On the interaction of CO2 with Ni-Al catalysts

Knowledge of the CO2 interaction with the catalyst material is of great importance in the development of efficient catalysts for the methanation of CO2. In this study, the CO2 adsorption modes on and interaction with Ni-Al catalysts are systematically investigated by coupling FT-IR and CO2-TPD measurements next to pulsed and static CO2 chemisorption. The knowledge that is derived allows for a concise characterization of the CO2 interaction with Ni-Al catalyst by means of CO2-TPD. The strength of this technique in elucidating structure-activity relations of Ni-Al catalysts for CO2 methanation is demonstrated.
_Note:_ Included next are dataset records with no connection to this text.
//! Stabilization configuration

use gcodesnap_core::StabilizationError;
use gcodesnap_tracker::BoundingBox;
use serde::{Deserialize, Serialize};

/// Print bed corner a snap-to-corner stabilization prefers
#[derive(Debug, Clone, Copy, PartialEq, Eq, Serialize, Deserialize)]
#[serde(rename_all = "snake_case")]
pub enum Corner {
    FrontLeft,
    FrontRight,
    BackLeft,
    BackRight,
}

impl Default for Corner {
    fn default() -> Self {
        Self::BackRight
    }
}

impl Corner {
    /// Sign applied to X so that smaller values are preferred
    pub fn x_sign(self) -> f64 {
        match self {
            Self::FrontLeft | Self::BackLeft => 1.0,
            Self::FrontRight | Self::BackRight => -1.0,
        }
    }

    /// Sign applied to Y so that smaller values are preferred
    pub fn y_sign(self) -> f64 {
        match self {
            Self::FrontLeft | Self::FrontRight => 1.0,
            Self::BackLeft | Self::BackRight => -1.0,
        }
    }
}

impl std::fmt::Display for Corner {
    fn fmt(&self, f: &mut std::fmt::Formatter<'_>) -> std::fmt::Result {
        match self {
            Self::FrontLeft => write!(f, "front left"),
            Self::FrontRight => write!(f, "front right"),
            Self::BackLeft => write!(f, "back left"),
            Self::BackRight => write!(f, "back right"),
        }
    }
}

/// Candidate selection policy of the smart layer stabilization
#[derive(Debug, Clone, Copy, PartialEq, Eq, Serialize, Deserialize)]
#[serde(rename_all = "snake_case")]
pub enum SmartLayerTrigger {
    /// Closest candidate of any kind
    Fastest,
    /// Non-extrusion candidates when the layer was printed at one speed
    Fast,
    /// Non-extrusion candidates whenever one exists
    Standard,
    /// Only candidates ranked at or above the travel tier
    HighQuality,
    /// Fastest or closest extrusion
    BestQuality,
}

impl Default for SmartLayerTrigger {
    fn default() -> Self {
        Self::Standard
    }
}

impl std::fmt::Display for SmartLayerTrigger {
    fn fmt(&self, f: &mut std::fmt::Formatter<'_>) -> std::fmt::Result {
        match self {
            Self::Fastest => write!(f, "fastest"),
            Self::Fast => write!(f, "fast"),
            Self::Standard => write!(f, "standard"),
            Self::HighQuality => write!(f, "high_quality"),
            Self::BestQuality => write!(f, "best_quality"),
        }
    }
}

/// How trigger positions are chosen
#[derive(Debug, Clone, PartialEq, Serialize, Deserialize)]
#[serde(tag = "type", rename_all = "snake_case")]
pub enum StabilizationMode {
    /// Extruding position closest to the target on each layer
    MinimizeTravel,
    /// Extruding position closest to a bed corner on each layer
    SnapToCorner {
        #[serde(default)]
        corner: Corner,
        #[serde(default = "default_favor_x")]
        favor_x: bool,
    },
    /// Tiered search over every kind of position on each layer
    SmartLayer {
        #[serde(default)]
        trigger_type: SmartLayerTrigger,
    },
    /// Snapshot wherever the file contains the snapshot command
    SmartGcode {
        #[serde(default = "default_snapshot_command")]
        snapshot_command: String,
    },
}

fn default_favor_x() -> bool {
    true
}

fn default_snapshot_command() -> String {
    "M240".to_string()
}

impl Default for StabilizationMode {
    fn default() -> Self {
        Self::SmartLayer {
            trigger_type: SmartLayerTrigger::Standard,
        }
    }
}

impl std::fmt::Display for StabilizationMode {
    fn fmt(&self, f: &mut std::fmt::Formatter<'_>) -> std::fmt::Result {
        match self {
            Self::MinimizeTravel => write!(f, "minimize travel"),
            Self::SnapToCorner { corner, .. } => write!(f, "snap to {} corner", corner),
            Self::SmartLayer { trigger_type } => write!(f, "smart layer ({})", trigger_type),
            Self::SmartGcode { snapshot_command } => {
                write!(f, "smart gcode ({})", snapshot_command)
            }
        }
    }
}

/// Where the nozzle is parked for a snapshot
#[derive(Debug, Clone, Copy, PartialEq, Serialize, Deserialize)]
#[serde(tag = "type", rename_all = "snake_case")]
pub enum TargetSettings {
    /// Absolute coordinates
    Fixed { x: f64, y: f64 },
    /// Percentages of the printer volume
    Relative { x_percent: f64, y_percent: f64 },
    /// Resolved by a host callback before each plan
    Callback,
}

impl Default for TargetSettings {
    fn default() -> Self {
        Self::Relative {
            x_percent: 50.0,
            y_percent: 50.0,
        }
    }
}

/// Stabilization configuration
#[derive(Debug, Clone, PartialEq, Serialize, Deserialize)]
#[serde(default)]
pub struct StabilizationConfig {
    pub mode: StabilizationMode,
    pub target: TargetSettings,
    /// Printable volume, used to resolve relative targets
    pub printer_volume: BoundingBox,
    /// Positions outside this box never trigger a snapshot
    pub bounds: Option<BoundingBox>,
    /// Space snapshots by this height instead of every layer; zero disables
    pub height_increment: f64,
    /// Prefer the faster of two equally good candidates
    pub fastest_speed: bool,
    /// Feedrate for the travel to the target, mm/min
    pub travel_speed: Option<f64>,
    /// Retract to the full retraction length before traveling
    pub retract_before_move: bool,
    pub retraction_length: f64,
    /// Lift before traveling unless already z-hopped
    pub lift_before_move: bool,
    pub lift_height: f64,
}

impl Default for StabilizationConfig {
    fn default() -> Self {
        Self {
            mode: StabilizationMode::default(),
            target: TargetSettings::default(),
            printer_volume: BoundingBox::default(),
            bounds: None,
            height_increment: 0.0,
            fastest_speed: true,
            travel_speed: None,
            retract_before_move: false,
            retraction_length: 2.0,
            lift_before_move: false,
            lift_height: 0.5,
        }
    }
}

impl StabilizationConfig {
    pub fn new() -> Self {
        Self::default()
    }

    /// Validate configuration
    pub fn validate(&self) -> Result<(), StabilizationError> {
        if !self.height_increment.is_finite() || self.height_increment < 0.0 {
            return Err(StabilizationError::InvalidHeightIncrement {
                value: self.height_increment,
            });
        }

        self.printer_volume
            .check()
            .map_err(|reason| StabilizationError::InvalidBoundingBox { reason })?;
        if let Some(bounds) = &self.bounds {
            bounds
                .check()
                .map_err(|reason| StabilizationError::InvalidBoundingBox { reason })?;
        }

        if let TargetSettings::Relative {
            x_percent,
            y_percent,
        } = self.target
        {
            for (axis, percent) in [('x', x_percent), ('y', y_percent)] {
                if !(0.0..=100.0).contains(&percent) {
                    return Err(StabilizationError::InvalidRelativeTarget { axis, percent });
                }
            }
        }

        if let TargetSettings::Fixed { x, y } = self.target {
            if !x.is_finite() || !y.is_finite() {
                return Err(StabilizationError::InvalidSetting {
                    key: "target".to_string(),
                    reason: "fixed coordinates must be finite".to_string(),
                });
            }
        }

        if let Some(speed) = self.travel_speed {
            if !speed.is_finite() || speed <= 0.0 {
                return Err(StabilizationError::InvalidSetting {
                    key: "travel_speed".to_string(),
                    reason: format!("must be positive, got {}", speed),
                });
            }
        }

        for (key, value) in [
            ("retraction_length", self.retraction_length),
            ("lift_height", self.lift_height),
        ] {
            if !value.is_finite() || value < 0.0 {
                return Err(StabilizationError::InvalidSetting {
                    key: key.to_string(),
                    reason: format!("must be zero or positive, got {}", value),
                });
            }
        }

        if let StabilizationMode::SmartGcode { snapshot_command } = &self.mode {
            if gcodesnap_parser::parse(snapshot_command).is_empty() {
                return Err(StabilizationError::InvalidSnapshotCommand {
                    command: snapshot_command.clone(),
                });
            }
        }

        Ok(())
    }
}
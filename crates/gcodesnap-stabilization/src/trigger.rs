//! Trigger position classification
//!
//! Every eligible position is sorted into a [`PositionType`] by the kind of
//! motion that produced it. The variants are declared in quality order: a
//! later variant parks the nozzle with less risk of oozing or scarring the
//! print, so it makes the better snapshot trigger.

use gcodesnap_core::math::{greater_than, less_than};
use gcodesnap_tracker::MachinePosition;
use serde::{Deserialize, Serialize};

/// Kind of motion a candidate position came from
#[derive(Debug, Clone, Copy, PartialEq, Eq, Hash, Serialize, Deserialize)]
#[serde(rename_all = "snake_case")]
pub enum PositionType {
    Extrusion,
    Retraction,
    Lifting,
    Lifted,
    Travel,
    LiftingTravel,
    LiftedTravel,
    RetractedTravel,
    LiftingRetractedTravel,
    LiftedRetractedTravel,
    /// Not a usable trigger
    Unknown,
}

/// Number of ranked position types
pub const RANKED_POSITION_TYPES: usize = 10;

/// Lowest position type the high quality trigger accepts
pub const QUALITY_CUTOFF: PositionType = PositionType::Travel;

impl PositionType {
    /// Ranked types, worst first
    pub const RANKED: [PositionType; RANKED_POSITION_TYPES] = [
        Self::Extrusion,
        Self::Retraction,
        Self::Lifting,
        Self::Lifted,
        Self::Travel,
        Self::LiftingTravel,
        Self::LiftedTravel,
        Self::RetractedTravel,
        Self::LiftingRetractedTravel,
        Self::LiftedRetractedTravel,
    ];

    /// Index into the quality ranking, `None` for `Unknown`
    pub fn tier(self) -> Option<usize> {
        match self {
            Self::Unknown => None,
            ranked => Some(ranked as usize),
        }
    }

    /// Quality rank, -1 for `Unknown`
    pub fn rank(self) -> i32 {
        self.tier().map_or(-1, |tier| tier as i32)
    }

    pub fn is_extrusion(self) -> bool {
        self == Self::Extrusion
    }

    /// Classify the motion that produced `current`
    pub fn classify(current: &MachinePosition) -> Self {
        let extruder = current.extruder();
        if greater_than(extruder.e_relative, 0.0) {
            return if current.has_xy_position_changed {
                Self::Extrusion
            } else {
                Self::Unknown
            };
        }
        if less_than(extruder.e_relative, 0.0) {
            return Self::Retraction;
        }

        let lifting = greater_than(current.z_relative, 0.0);
        let lifted = current.is_zhop;
        let traveling = current.is_xy_travel || current.is_xyz_travel;

        match (traveling, extruder.is_retracted) {
            (true, true) if lifting => Self::LiftingRetractedTravel,
            (true, true) if lifted => Self::LiftedRetractedTravel,
            (true, true) => Self::RetractedTravel,
            (true, false) if lifting => Self::LiftingTravel,
            (true, false) if lifted => Self::LiftedTravel,
            (true, false) => Self::Travel,
            (false, _) if lifting => Self::Lifting,
            (false, _) if lifted => Self::Lifted,
            (false, _) => Self::Unknown,
        }
    }
}

impl std::fmt::Display for PositionType {
    fn fmt(&self, f: &mut std::fmt::Formatter<'_>) -> std::fmt::Result {
        match self {
            Self::Extrusion => write!(f, "extrusion"),
            Self::Retraction => write!(f, "retraction"),
            Self::Lifting => write!(f, "lifting"),
            Self::Lifted => write!(f, "lifted"),
            Self::Travel => write!(f, "travel"),
            Self::LiftingTravel => write!(f, "lifting_travel"),
            Self::LiftedTravel => write!(f, "lifted_travel"),
            Self::RetractedTravel => write!(f, "retracted_travel"),
            Self::LiftingRetractedTravel => write!(f, "lifting_retracted_travel"),
            Self::LiftedRetractedTravel => write!(f, "lifted_retracted_travel"),
            Self::Unknown => write!(f, "unknown"),
        }
    }
}

/// A classified candidate for the snapshot trigger
#[derive(Debug, Clone, PartialEq, Serialize, Deserialize)]
pub struct TriggerPosition {
    pub position_type: PositionType,
    /// Distance from the stabilization target in the XY plane
    pub distance: f64,
    pub position: MachinePosition,
}

impl TriggerPosition {
    pub fn new(position_type: PositionType, distance: f64, position: &MachinePosition) -> Self {
        Self {
            position_type,
            distance,
            position: position.clone(),
        }
    }
}

#[cfg(test)]
mod tests {
    use super::*;
    use gcodesnap_parser::parse;
    use gcodesnap_tracker::{StateTracker, TrackerConfig};

    fn classify_last(lines: &[&str]) -> PositionType {
        let config = TrackerConfig {
            retraction_length: 1.0,
            z_lift_height: 0.4,
            ..Default::default()
        };
        let mut tracker = StateTracker::new(config);
        for (index, line) in lines.iter().enumerate() {
            tracker.update(&parse(line), index as i64 + 1, index as i64 + 1);
        }
        PositionType::classify(tracker.current())
    }

    const PRINTING: [&str; 3] = ["G28", "M83", "G1 X1 Y1 Z0.2 E1"];

    fn with_printing(extra: &[&'static str]) -> Vec<&'static str> {
        PRINTING.iter().chain(extra).copied().collect()
    }

    #[test]
    fn test_ranking_order() {
        assert_eq!(PositionType::Extrusion.tier(), Some(0));
        assert_eq!(PositionType::LiftedRetractedTravel.tier(), Some(9));
        assert_eq!(PositionType::Unknown.tier(), None);
        assert_eq!(PositionType::Unknown.rank(), -1);
        assert!(QUALITY_CUTOFF.rank() > PositionType::Lifted.rank());
        for (index, kind) in PositionType::RANKED.iter().enumerate() {
            assert_eq!(kind.tier(), Some(index));
        }
    }

    #[test]
    fn test_classify_motion() {
        assert_eq!(classify_last(&PRINTING), PositionType::Extrusion);
        assert_eq!(classify_last(&with_printing(&["G1 E-1"])), PositionType::Retraction);
        assert_eq!(classify_last(&with_printing(&["G1 X5 Y5"])), PositionType::Travel);
        assert_eq!(
            classify_last(&with_printing(&["G1 E-1", "G1 X5 Y5"])),
            PositionType::RetractedTravel
        );
        assert_eq!(classify_last(&with_printing(&["G1 Z0.8"])), PositionType::Lifting);
        assert_eq!(
            classify_last(&with_printing(&["G1 Z0.8", "G1 X5 Y5"])),
            PositionType::LiftedTravel
        );
        assert_eq!(
            classify_last(&with_printing(&["G1 E-1", "G1 X5 Y5 Z0.8"])),
            PositionType::LiftingRetractedTravel
        );
        assert_eq!(
            classify_last(&with_printing(&["G1 E-1", "G1 Z0.8", "G1 X5 Y5"])),
            PositionType::LiftedRetractedTravel
        );
        assert_eq!(classify_last(&with_printing(&["M104 S200"])), PositionType::Unknown);
    }
}
//! # gcodesnap parser
//!
//! Converts raw G-code text lines into structured [`Command`] values.
//!
//! The tokenizer is a pure function with no state beyond two static word
//! tables. It never fails: blank lines, comments, unsupported words and
//! malformed input come back as ignored commands so a long print file is
//! never interrupted by one odd line.

pub mod command;
pub mod parser;

pub use command::{Command, Parameter, ParameterValue};
pub use parser::{is_parsable, is_text_only, parse, PARSABLE_COMMANDS, TEXT_ONLY_COMMANDS};
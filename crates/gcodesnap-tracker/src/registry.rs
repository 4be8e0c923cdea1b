//! Named tracker instances
//!
//! A host processing several streams at once keeps one [`StateTracker`] per
//! stream in a [`TrackerRegistry`] it owns. Keys are opaque strings. The
//! registry does no locking: each key is expected to be driven by one caller
//! at a time.

use crate::config::TrackerConfig;
use crate::position::MachinePosition;
use crate::tracker::StateTracker;
use gcodesnap_core::logging::POSITION_TARGET;
use gcodesnap_core::TrackerError;
use gcodesnap_parser::Command;
use std::collections::HashMap;
use uuid::Uuid;

#[derive(Debug, Default)]
pub struct TrackerRegistry {
    trackers: HashMap<String, StateTracker>,
}

impl TrackerRegistry {
    pub fn new() -> Self {
        Self::default()
    }

    /// Create a tracker under a freshly generated key and return the key
    pub fn create(&mut self, config: TrackerConfig) -> Result<String, TrackerError> {
        config.validate()?;
        let key = Uuid::new_v4().to_string();
        self.trackers.insert(key.clone(), StateTracker::new(config));
        tracing::debug!(target: POSITION_TARGET, key = key.as_str(), "tracker created");
        Ok(key)
    }

    /// Create a tracker under a caller-chosen key
    pub fn insert(&mut self, key: impl Into<String>, config: TrackerConfig) -> Result<(), TrackerError> {
        let key = key.into();
        if self.trackers.contains_key(&key) {
            return Err(TrackerError::DuplicateTracker { key });
        }
        config.validate()?;
        tracing::debug!(target: POSITION_TARGET, key = key.as_str(), "tracker created");
        self.trackers.insert(key, StateTracker::new(config));
        Ok(())
    }

    pub fn remove(&mut self, key: &str) -> Result<StateTracker, TrackerError> {
        self.trackers.remove(key).ok_or_else(|| unknown(key))
    }

    pub fn get(&self, key: &str) -> Option<&StateTracker> {
        self.trackers.get(key)
    }

    pub fn get_mut(&mut self, key: &str) -> Option<&mut StateTracker> {
        self.trackers.get_mut(key)
    }

    /// Apply a command to the named tracker
    pub fn update(
        &mut self,
        key: &str,
        command: &Command,
        file_line: i64,
        gcode_seq: i64,
    ) -> Result<&MachinePosition, TrackerError> {
        let tracker = self.trackers.get_mut(key).ok_or_else(|| unknown(key))?;
        Ok(tracker.update(command, file_line, gcode_seq))
    }

    pub fn undo(&mut self, key: &str) -> Result<(), TrackerError> {
        let tracker = self.trackers.get_mut(key).ok_or_else(|| unknown(key))?;
        tracker.undo();
        Ok(())
    }

    pub fn current(&self, key: &str) -> Result<&MachinePosition, TrackerError> {
        self.trackers
            .get(key)
            .map(StateTracker::current)
            .ok_or_else(|| unknown(key))
    }

    pub fn len(&self) -> usize {
        self.trackers.len()
    }

    pub fn is_empty(&self) -> bool {
        self.trackers.is_empty()
    }

    pub fn keys(&self) -> impl Iterator<Item = &str> {
        self.trackers.keys().map(String::as_str)
    }
}

fn unknown(key: &str) -> TrackerError {
    tracing::error!(target: POSITION_TARGET, key, "no tracker registered under this key");
    TrackerError::UnknownTracker {
        key: key.to_string(),
    }
}

#[cfg(test)]
mod tests {
    use super::*;
    use gcodesnap_parser::parse;

    #[test]
    fn test_create_returns_unique_keys() {
        let mut registry = TrackerRegistry::new();
        let first = registry.create(TrackerConfig::default()).unwrap();
        let second = registry.create(TrackerConfig::default()).unwrap();
        assert_ne!(first, second);
        assert_eq!(registry.len(), 2);
        assert!(registry.keys().any(|key| key == first));
    }

    #[test]
    fn test_trackers_are_independent() {
        let mut registry = TrackerRegistry::new();
        registry.insert("left", TrackerConfig::default()).unwrap();
        registry.insert("right", TrackerConfig::default()).unwrap();

        registry.update("left", &parse("G28"), 1, 1).unwrap();
        registry.update("left", &parse("G1 X10"), 2, 2).unwrap();

        assert_eq!(registry.current("left").unwrap().x, 10.0);
        assert!(registry.current("right").unwrap().x_is_unset);

        registry.undo("left").unwrap();
        assert_eq!(registry.current("left").unwrap().x, 0.0);
    }

    #[test]
    fn test_unknown_key_is_an_error() {
        let mut registry = TrackerRegistry::new();
        let result = registry.update("missing", &parse("G28"), 1, 1);
        assert!(matches!(result, Err(TrackerError::UnknownTracker { key }) if key == "missing"));
        assert!(registry.undo("missing").is_err());
        assert!(registry.remove("missing").is_err());
        assert!(registry.get("missing").is_none());
    }

    #[test]
    fn test_duplicate_and_invalid_inserts() {
        let mut registry = TrackerRegistry::new();
        registry.insert("printer", TrackerConfig::default()).unwrap();
        assert!(matches!(
            registry.insert("printer", TrackerConfig::default()),
            Err(TrackerError::DuplicateTracker { .. })
        ));

        let invalid = TrackerConfig {
            num_extruders: 0,
            ..Default::default()
        };
        assert!(matches!(
            registry.insert("other", invalid),
            Err(TrackerError::InvalidConfig { .. })
        ));

        registry.remove("printer").unwrap();
        assert!(registry.is_empty());
    }
}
For the study, catalysts with varying Ni loading are synthesized via co-precipitation and incipient wetness impregnation. CO2 adsorption under flow conditions close to room temperature leads to the formation of carbonate species on the catalyst. After elongated exposure of the catalyst to CO2, typically present under static conditions, Ni-CO species are also formed. The density of weak basic sites forming bicarbonate decreases with increasing Ni content for precipitated catalysts, while medium and strong basic sites forming bidentate, monodentate and bridged/organic-like species increase. Bicarbonate is the most abundant species on impregnated samples upon CO2 adsorption under flow conditions. Only a minor influence of the Ni loading on the catalyst basicity is observed for the impregnated samples. TPD results also indicate that CO2 adsorption on Ni-Al catalysts is an activated process. A more complete picture of the CO2 interaction with Ni-Al catalysts is obtained when starting TPD measurements at temperatures as low as 218 K. Bicarbonate, bidentate and monodentate carbonate exhibit desorption signals at 325, 416 and 500 K, respectively, while bridged/organic-like species show a broad desorption pattern between 550 and 750 K. An additional desorption signal is observed at 260 K. Pulsed CO2 chemisorption reveals that strong adsorption sites are filled first. The uptake of strongly chemisorbed CO(2 )determined from pulsed adsorption is significantly lower than corresponding values from static chemisorption.